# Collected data
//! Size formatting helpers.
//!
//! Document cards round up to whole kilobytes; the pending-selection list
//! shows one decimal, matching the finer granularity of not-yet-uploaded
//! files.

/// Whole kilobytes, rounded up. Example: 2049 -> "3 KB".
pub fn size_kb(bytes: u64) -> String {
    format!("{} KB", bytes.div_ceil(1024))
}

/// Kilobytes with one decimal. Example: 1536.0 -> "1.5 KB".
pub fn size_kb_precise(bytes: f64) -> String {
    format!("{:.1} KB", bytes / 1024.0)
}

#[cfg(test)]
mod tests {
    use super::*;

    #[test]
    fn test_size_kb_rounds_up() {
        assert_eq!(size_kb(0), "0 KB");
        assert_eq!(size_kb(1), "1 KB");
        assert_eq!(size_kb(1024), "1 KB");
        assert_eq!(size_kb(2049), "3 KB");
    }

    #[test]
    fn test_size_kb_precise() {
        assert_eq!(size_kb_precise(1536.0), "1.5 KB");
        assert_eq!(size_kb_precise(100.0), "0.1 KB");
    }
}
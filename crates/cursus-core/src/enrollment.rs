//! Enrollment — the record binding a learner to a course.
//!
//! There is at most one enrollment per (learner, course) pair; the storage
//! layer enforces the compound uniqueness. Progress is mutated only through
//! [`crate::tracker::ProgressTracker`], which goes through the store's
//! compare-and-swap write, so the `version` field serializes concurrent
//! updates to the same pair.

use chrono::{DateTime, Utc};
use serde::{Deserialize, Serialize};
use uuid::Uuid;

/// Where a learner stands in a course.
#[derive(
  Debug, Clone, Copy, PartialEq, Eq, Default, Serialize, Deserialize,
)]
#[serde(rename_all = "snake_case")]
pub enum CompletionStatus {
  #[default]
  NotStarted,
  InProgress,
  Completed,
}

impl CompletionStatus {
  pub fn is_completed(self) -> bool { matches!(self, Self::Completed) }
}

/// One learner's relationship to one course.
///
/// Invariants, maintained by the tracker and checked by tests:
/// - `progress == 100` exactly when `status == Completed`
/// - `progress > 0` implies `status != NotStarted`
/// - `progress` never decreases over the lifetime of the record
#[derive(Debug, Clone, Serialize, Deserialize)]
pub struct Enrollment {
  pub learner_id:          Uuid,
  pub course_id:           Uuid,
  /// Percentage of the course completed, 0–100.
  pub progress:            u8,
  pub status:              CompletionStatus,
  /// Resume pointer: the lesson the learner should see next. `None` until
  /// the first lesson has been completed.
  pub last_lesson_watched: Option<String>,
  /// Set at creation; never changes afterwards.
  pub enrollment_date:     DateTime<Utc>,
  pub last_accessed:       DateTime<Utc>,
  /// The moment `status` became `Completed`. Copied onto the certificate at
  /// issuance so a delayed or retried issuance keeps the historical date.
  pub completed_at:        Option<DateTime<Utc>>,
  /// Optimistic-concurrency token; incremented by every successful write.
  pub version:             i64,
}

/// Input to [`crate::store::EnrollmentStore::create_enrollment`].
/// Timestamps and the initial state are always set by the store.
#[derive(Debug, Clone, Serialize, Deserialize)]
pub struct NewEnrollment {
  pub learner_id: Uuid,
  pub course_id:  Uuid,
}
==
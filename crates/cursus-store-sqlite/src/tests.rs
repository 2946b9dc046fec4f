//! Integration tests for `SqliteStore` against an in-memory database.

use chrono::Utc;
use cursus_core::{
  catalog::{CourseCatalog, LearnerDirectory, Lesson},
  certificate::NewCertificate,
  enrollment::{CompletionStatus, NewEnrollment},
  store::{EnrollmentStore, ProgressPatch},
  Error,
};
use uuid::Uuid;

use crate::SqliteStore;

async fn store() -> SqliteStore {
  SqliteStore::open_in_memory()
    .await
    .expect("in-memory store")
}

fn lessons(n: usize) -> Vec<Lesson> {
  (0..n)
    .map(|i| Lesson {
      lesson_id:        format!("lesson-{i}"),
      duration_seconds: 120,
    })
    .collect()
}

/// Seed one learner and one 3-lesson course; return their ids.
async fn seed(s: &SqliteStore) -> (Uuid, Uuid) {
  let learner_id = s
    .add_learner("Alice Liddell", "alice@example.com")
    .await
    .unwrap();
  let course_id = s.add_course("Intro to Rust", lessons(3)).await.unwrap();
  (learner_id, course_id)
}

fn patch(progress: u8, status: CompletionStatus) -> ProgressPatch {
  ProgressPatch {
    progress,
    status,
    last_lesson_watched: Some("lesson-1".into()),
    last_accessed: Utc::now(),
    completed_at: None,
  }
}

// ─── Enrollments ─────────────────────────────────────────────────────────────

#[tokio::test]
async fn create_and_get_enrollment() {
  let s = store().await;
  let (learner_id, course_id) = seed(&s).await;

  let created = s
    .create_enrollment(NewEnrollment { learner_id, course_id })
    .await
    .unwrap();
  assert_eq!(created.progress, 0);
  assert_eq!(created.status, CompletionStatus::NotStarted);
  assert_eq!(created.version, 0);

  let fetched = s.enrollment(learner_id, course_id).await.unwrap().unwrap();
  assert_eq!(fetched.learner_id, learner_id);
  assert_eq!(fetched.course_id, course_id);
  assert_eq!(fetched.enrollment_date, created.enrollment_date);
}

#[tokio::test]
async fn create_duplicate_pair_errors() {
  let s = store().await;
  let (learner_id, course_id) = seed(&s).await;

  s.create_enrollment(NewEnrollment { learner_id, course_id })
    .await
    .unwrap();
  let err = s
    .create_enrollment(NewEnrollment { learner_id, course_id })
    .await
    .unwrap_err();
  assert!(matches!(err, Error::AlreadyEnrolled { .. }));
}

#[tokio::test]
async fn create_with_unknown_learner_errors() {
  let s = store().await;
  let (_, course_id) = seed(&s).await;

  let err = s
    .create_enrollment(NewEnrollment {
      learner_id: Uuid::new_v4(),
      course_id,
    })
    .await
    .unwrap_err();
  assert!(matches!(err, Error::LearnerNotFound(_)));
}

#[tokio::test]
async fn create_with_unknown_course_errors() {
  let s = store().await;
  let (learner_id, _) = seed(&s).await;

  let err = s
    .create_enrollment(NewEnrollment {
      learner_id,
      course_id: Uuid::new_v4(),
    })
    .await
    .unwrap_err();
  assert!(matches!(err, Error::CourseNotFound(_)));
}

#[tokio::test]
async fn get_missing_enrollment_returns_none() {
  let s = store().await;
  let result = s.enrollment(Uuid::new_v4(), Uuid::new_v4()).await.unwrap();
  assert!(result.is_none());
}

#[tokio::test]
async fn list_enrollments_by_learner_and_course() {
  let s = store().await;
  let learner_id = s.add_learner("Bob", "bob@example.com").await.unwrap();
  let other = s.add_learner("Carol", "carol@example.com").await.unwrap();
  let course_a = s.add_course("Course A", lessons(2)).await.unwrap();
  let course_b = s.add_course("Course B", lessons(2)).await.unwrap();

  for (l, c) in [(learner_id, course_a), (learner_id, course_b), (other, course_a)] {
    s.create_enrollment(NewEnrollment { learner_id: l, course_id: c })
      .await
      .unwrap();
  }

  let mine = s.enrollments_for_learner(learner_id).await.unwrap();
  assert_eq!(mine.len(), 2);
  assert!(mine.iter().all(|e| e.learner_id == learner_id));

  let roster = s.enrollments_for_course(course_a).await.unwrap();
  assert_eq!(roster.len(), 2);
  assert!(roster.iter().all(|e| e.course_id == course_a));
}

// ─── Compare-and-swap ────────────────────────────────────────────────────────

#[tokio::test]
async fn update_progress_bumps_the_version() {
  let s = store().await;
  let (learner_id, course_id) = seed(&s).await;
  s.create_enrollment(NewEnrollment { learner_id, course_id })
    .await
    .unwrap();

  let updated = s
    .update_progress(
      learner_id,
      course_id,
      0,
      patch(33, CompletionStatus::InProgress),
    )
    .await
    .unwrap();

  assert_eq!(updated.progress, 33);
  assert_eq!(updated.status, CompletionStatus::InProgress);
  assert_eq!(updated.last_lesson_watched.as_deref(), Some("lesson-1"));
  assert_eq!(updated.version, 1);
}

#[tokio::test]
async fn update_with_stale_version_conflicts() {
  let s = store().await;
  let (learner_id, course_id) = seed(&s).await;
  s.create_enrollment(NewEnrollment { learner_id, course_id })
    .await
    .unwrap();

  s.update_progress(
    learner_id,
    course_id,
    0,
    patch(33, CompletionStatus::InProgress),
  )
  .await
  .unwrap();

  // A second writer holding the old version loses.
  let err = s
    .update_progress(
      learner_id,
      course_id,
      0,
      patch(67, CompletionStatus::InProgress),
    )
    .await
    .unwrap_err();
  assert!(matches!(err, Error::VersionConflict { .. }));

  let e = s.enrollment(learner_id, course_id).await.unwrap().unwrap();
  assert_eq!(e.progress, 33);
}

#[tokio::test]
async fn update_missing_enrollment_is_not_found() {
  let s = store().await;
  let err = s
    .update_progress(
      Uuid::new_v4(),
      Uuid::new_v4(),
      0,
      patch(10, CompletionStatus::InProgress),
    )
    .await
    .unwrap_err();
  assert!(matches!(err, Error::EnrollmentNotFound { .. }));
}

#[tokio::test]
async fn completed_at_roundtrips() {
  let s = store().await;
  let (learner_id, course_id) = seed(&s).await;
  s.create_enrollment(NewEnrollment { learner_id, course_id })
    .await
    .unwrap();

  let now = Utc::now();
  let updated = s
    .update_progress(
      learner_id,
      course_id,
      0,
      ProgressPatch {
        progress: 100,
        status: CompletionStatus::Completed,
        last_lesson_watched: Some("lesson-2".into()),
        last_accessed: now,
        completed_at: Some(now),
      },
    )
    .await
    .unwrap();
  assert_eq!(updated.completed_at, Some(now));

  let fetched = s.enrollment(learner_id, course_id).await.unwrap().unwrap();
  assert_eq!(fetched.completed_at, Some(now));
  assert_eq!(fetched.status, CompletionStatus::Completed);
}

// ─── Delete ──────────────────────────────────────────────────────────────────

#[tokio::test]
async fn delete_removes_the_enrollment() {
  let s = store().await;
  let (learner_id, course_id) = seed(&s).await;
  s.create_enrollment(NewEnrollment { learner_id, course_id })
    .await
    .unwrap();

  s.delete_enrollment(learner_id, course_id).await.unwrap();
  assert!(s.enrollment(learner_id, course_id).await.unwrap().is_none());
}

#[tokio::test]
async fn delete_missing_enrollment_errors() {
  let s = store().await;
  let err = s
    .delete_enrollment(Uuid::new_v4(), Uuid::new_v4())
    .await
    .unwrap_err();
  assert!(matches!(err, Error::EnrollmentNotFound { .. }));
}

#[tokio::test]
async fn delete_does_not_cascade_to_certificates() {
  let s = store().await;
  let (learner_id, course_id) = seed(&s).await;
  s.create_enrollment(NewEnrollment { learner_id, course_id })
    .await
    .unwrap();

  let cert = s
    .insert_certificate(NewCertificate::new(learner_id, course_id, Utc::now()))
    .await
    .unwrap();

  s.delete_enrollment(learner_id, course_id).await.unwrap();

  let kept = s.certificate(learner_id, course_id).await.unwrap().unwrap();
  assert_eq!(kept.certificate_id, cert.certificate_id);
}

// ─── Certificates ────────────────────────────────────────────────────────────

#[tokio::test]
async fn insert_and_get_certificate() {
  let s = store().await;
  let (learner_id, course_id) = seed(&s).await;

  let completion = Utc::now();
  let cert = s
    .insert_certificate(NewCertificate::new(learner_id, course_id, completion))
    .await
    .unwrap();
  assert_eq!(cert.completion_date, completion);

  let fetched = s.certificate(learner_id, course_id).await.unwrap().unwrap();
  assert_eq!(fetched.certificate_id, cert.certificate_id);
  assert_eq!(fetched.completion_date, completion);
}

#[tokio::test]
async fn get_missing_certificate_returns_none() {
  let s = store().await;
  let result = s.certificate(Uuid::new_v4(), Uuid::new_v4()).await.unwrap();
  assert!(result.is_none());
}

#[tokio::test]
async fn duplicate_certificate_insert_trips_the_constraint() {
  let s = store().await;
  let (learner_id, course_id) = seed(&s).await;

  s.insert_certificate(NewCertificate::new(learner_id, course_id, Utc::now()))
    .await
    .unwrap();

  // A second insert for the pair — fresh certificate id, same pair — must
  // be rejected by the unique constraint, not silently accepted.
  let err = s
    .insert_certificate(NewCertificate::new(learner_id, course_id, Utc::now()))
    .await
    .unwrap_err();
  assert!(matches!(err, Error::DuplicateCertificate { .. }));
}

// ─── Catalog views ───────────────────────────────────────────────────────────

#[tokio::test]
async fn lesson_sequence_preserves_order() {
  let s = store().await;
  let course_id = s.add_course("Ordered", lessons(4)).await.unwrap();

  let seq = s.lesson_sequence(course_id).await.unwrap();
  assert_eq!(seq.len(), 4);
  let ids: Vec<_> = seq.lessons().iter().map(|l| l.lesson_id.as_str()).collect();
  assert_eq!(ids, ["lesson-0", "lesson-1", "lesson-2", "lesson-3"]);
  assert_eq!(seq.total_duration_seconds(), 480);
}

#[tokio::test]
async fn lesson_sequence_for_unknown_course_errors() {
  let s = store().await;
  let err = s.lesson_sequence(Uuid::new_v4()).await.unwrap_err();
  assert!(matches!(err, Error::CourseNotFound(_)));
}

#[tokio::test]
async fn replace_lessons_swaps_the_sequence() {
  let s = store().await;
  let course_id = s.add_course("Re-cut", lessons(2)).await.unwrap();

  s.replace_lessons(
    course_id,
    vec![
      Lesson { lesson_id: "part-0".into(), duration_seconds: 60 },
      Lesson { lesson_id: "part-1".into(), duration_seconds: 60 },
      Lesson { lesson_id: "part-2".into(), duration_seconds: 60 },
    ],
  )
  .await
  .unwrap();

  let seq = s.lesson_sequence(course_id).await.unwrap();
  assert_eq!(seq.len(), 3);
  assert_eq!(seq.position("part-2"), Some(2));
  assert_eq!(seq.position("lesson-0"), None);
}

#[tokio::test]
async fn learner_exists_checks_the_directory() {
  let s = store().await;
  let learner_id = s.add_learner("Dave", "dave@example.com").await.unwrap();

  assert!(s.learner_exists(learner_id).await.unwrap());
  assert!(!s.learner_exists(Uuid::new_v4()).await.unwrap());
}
...
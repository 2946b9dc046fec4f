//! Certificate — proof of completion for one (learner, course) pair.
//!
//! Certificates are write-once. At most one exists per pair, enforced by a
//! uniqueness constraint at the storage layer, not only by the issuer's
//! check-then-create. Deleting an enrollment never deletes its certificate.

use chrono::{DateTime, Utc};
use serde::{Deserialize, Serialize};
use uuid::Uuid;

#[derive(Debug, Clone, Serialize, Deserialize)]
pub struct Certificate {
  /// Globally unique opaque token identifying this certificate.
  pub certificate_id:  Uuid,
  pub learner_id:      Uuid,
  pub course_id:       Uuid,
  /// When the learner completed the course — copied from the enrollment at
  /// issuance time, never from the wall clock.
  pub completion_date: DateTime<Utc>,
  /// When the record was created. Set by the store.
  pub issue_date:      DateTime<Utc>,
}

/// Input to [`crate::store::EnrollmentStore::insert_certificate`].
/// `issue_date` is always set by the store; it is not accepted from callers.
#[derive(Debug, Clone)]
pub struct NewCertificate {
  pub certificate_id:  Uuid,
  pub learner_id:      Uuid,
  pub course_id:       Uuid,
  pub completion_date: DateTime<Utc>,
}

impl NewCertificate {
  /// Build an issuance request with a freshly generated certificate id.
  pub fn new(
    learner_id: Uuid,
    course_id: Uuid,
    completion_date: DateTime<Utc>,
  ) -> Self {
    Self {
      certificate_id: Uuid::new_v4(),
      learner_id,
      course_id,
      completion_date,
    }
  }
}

# Instructions to follow
Copy each line above that contains the word "filename".

# Written solution
filename crates/cursus-core/src/enrollment.rs
filename crates/cursus-store-sqlite/src/tests.rs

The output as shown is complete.